Ceci n’empêchait pas le fils de la veuve de s’empoisonner dès maintenant en lampant avec délices les sophistications du Puits 120. Et, bien qu’ils fussent de son avis, jeunes et vieux l’imitaient, si bien qu’au bout d’une heure, tous avaient leur compte, tous étaient gris.

Chaque soir, à la minute réglementaire, l’aubergiste déclarait qu’il allait fermer ; il éteignait les lampes, ne laissait allumé qu’un lumignon dont la lueur jaune tremblait au milieu du billard, sur la housse. Puis, avec affectation, de manière à être entendu des voisins, il fixait les volets, laissait la porte ouverte un moment :

— Allons, les enfants, il est l’heure d’aller se coucher !

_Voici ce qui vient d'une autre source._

use std::sync::Arc;

use tokio::sync::mpsc;
use tracing::{debug, info, warn};

use rayabaari_crypto::Codec;
use rayabaari_types::api::PresencePayload;
use rayabaari_types::events::ChannelEvent;
use rayabaari_types::{Backend, MessageId, SubscriptionId};

use crate::attachments::{self, Upload};
use crate::error::{ChatError, ChatResult};
use crate::presence::PresenceTracker;
use crate::reactions::{ReactionAggregator, Toggle};
use crate::search::SearchIndex;
use crate::store::{Applied, LoadOutcome, MessageStore};

/// What the composer will do with the next submit.
#[derive(Debug, Default, Clone, PartialEq, Eq)]
pub struct Composer {
    pub reply_to: Option<MessageId>,
    pub editing: Option<MessageId>,
}

impl Composer {
    pub fn reply(&mut self, id: MessageId) {
        self.editing = None;
        self.reply_to = Some(id);
    }

    pub fn edit(&mut self, id: MessageId) {
        self.reply_to = None;
        self.editing = Some(id);
    }

    pub fn cancel(&mut self) {
        *self = Self::default();
    }

    /// Drop any intent that points at a removed message.
    fn forget(&mut self, id: &MessageId) -> bool {
        let mut dropped = false;
        if self.reply_to.as_ref() == Some(id) {
            self.reply_to = None;
            dropped = true;
        }
        if self.editing.as_ref() == Some(id) {
            self.editing = None;
            dropped = true;
        }
        dropped
    }
}

/// Outcome of handling one channel event.
#[derive(Debug, Clone, PartialEq, Eq)]
pub enum SessionUpdate {
    /// The channel is live and our presence is published.
    Live,
    Messages(Applied),
    Presence { online: usize },
}

/// One user in one room: the message store bound to the room's live channel.
///
/// Dropping the session releases the channel subscription.
pub struct RoomSession {
    backend: Arc<dyn Backend>,
    codec: Arc<Codec>,
    store: MessageStore,
    reactions: ReactionAggregator,
    presence: PresenceTracker,
    search: SearchIndex,
    composer: Composer,
    subscription: Option<SubscriptionId>,
    events: mpsc::UnboundedReceiver<ChannelEvent>,
}

impl RoomSession {
    /// Subscribe to the room, then load its newest page.
    pub async fn open(
        backend: Arc<dyn Backend>,
        codec: Arc<Codec>,
        user: &str,
        room_key: &str,
    ) -> ChatResult<Self> {
        let subscription = backend.subscribe(room_key).await.map_err(|e| {
            warn!("Subscribing to room failed: {}", e);
            ChatError::Subscribe(e)
        })?;
        info!("{} opened a room session ({})", user, subscription.id);

        let session = Self {
            store: MessageStore::new(backend.clone(), codec.clone(), room_key, user),
            reactions: ReactionAggregator::new(backend.clone()),
            presence: PresenceTracker::new(),
            search: SearchIndex::new(),
            composer: Composer::default(),
            subscription: Some(subscription.id),
            events: subscription.events,
            backend,
            codec,
        };

        session.store.load_initial().await?;
        Ok(session)
    }

    /// Leave this room and open another with the same identity.
    pub async fn switch(self, room_key: &str) -> ChatResult<Self> {
        let backend = self.backend.clone();
        let codec = self.codec.clone();
        let user = self.store.user().to_string();
        drop(self);
        Self::open(backend, codec, &user, room_key).await
    }

    /// Leave the room. Same as dropping the session.
    pub fn close(self) {
        drop(self);
    }

    pub fn store(&self) -> &MessageStore {
        &self.store
    }

    pub fn user(&self) -> &str {
        self.store.user()
    }

    pub fn presence(&self) -> &PresenceTracker {
        &self.presence
    }

    pub fn search(&self) -> &SearchIndex {
        &self.search
    }

    pub fn search_mut(&mut self) -> &mut SearchIndex {
        &mut self.search
    }

    pub fn composer(&self) -> &Composer {
        &self.composer
    }

    pub fn composer_mut(&mut self) -> &mut Composer {
        &mut self.composer
    }

    /// Quote a loaded message in the next send.
    pub fn start_reply(&mut self, id: &MessageId) -> ChatResult<()> {
        self.loaded(id)?;
        self.composer.reply(id.clone());
        Ok(())
    }

    /// Turn the next submit into an edit of a loaded message.
    pub fn start_edit(&mut self, id: &MessageId) -> ChatResult<()> {
        self.loaded(id)?;
        self.composer.edit(id.clone());
        Ok(())
    }

    pub fn set_search_query(&mut self, query: &str) {
        let snapshot = self.store.snapshot();
        self.search.set_query(query, &snapshot);
    }

    /// Wait for the next channel event and apply it.
    pub async fn next_update(&mut self) -> ChatResult<SessionUpdate> {
        let event = self.events.recv().await.ok_or(ChatError::ChannelClosed)?;
        Ok(self.handle(event).await)
    }

    pub async fn handle(&mut self, event: ChannelEvent) -> SessionUpdate {
        debug!("Channel event: {}", event.label());
        match event {
            ChannelEvent::Subscribed => {
                if let Some(id) = self.subscription {
                    let payload = PresencePayload::now(self.store.user());
                    if let Err(e) = self.backend.track(id, payload).await {
                        warn!("Publishing presence failed: {}", e);
                    }
                }
                SessionUpdate::Live
            }
            ChannelEvent::Message(change) => {
                debug!("Change to message {}", change.id());
                let applied = self.store.apply(&change);
                self.after_change(&applied);
                SessionUpdate::Messages(applied)
            }
            ChannelEvent::Reaction(change) => {
                let applied = self.store.apply_reaction(&change);
                SessionUpdate::Messages(applied)
            }
            ChannelEvent::PresenceSync(state) => {
                self.presence.apply(&state);
                SessionUpdate::Presence {
                    online: self.presence.count(),
                }
            }
        }
    }

    /// Send, or save the edit in progress.
    ///
    /// An upload failure aborts before any message is written. The reply or
    /// edit intent is kept when the request fails. Edits only replace text.
    pub async fn submit(&mut self, text: &str, upload: Option<Upload>) -> ChatResult<()> {
        if let Some(id) = self.composer.editing.clone() {
            if let Some(upload) = upload {
                warn!("Refusing {} while editing {}", upload.file_name, id);
                return Err(ChatError::AttachWhileEditing);
            }
            self.store.edit_message(&id, text).await?;
            self.composer.editing = None;
            return Ok(());
        }

        if text.trim().is_empty() && upload.is_none() {
            return Err(ChatError::EmptyMessage);
        }
        let attachment = match upload {
            Some(upload) => Some(attachments::upload(self.backend.as_ref(), upload).await?),
            None => None,
        };

        self.store
            .send_message(text, attachment, self.composer.reply_to.clone())
            .await?;
        self.composer.reply_to = None;
        let snapshot = self.store.snapshot();
        self.search.refresh(&snapshot);
        Ok(())
    }

    pub async fn load_older(&mut self) -> ChatResult<LoadOutcome> {
        let outcome = self.store.load_older().await?;
        let snapshot = self.store.snapshot();
        self.search.refresh(&snapshot);
        Ok(outcome)
    }

    pub async fn toggle_reaction(&self, id: &MessageId, emoji: &str) -> ChatResult<Toggle> {
        self.reactions.toggle(id, self.store.user(), emoji).await
    }

    pub async fn delete_message(&self, id: &MessageId) -> ChatResult<()> {
        self.store.delete_message(id).await
    }

    pub async fn clear_history(&self) -> ChatResult<u64> {
        self.store.clear_history().await
    }

    fn loaded(&self, id: &MessageId) -> ChatResult<()> {
        match self.store.get(id) {
            Some(_) => Ok(()),
            None => Err(ChatError::UnknownMessage(id.clone())),
        }
    }

    fn after_change(&mut self, applied: &Applied) {
        if let Applied::Removed(id) = applied {
            if self.composer.forget(id) {
                debug!("Dropped composer intent on deleted message {}", id);
            }
        }
        if *applied != Applied::Ignored {
            let snapshot = self.store.snapshot();
            self.search.refresh(&snapshot);
        }
    }
}

impl Drop for RoomSession {
    fn drop(&mut self) {
        if let Some(id) = self.subscription.take() {
            self.backend.unsubscribe(id);
            info!("Room session {} closed", id);
        }
    }
}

Il attendait, debout sur le seuil. Personne ne démarrait.

— Mais il fait froid ici ! proférait régulièrement une voix, après un long silence.

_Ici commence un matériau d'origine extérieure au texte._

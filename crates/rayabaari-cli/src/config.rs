use std::path::PathBuf;

use anyhow::{Context, Result};

/// Runtime settings, read from the environment (and `.env`).
#[derive(Debug, Clone)]
pub struct Config {
    pub db_path: PathBuf,
    pub storage_dir: PathBuf,
    pub public_url: String,
    pub encryption_key: String,
    pub push_relay_url: Option<String>,
}

impl Config {
    pub fn from_env() -> Result<Self> {
        let db_path = std::env::var("RAYABAARI_DB_PATH").unwrap_or_else(|_| "rayabaari.db".into());
        let storage_dir =
            std::env::var("RAYABAARI_STORAGE_DIR").unwrap_or_else(|_| "./storage".into());
        let public_url = std::env::var("RAYABAARI_PUBLIC_URL")
            .unwrap_or_else(|_| "http://localhost:3000".into());
        let encryption_key = std::env::var("RAYABAARI_ENCRYPTION_KEY")
            .context("RAYABAARI_ENCRYPTION_KEY must be set")?;
        let push_relay_url = std::env::var("RAYABAARI_PUSH_RELAY_URL")
            .ok()
            .filter(|url| !url.trim().is_empty());

        Ok(Self {
            db_path: PathBuf::from(db_path),
            storage_dir: PathBuf::from(storage_dir),
            public_url,
            encryption_key,
            push_relay_url,
        })
    }
}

Le patron ne se faisait pas autrement prier.

— Allons ! si c’étant !…

Et il repoussait la porte, enlevait le loquet, et l’on recommençait à boire. L’autorité n’était pas à craindre : le garde-champêtre était là et si, par hasard, les gendarmes de Mécringes passaient en tournée nocturne, tous les clients auraient vite fait de se sauver par la fenêtre du jardin.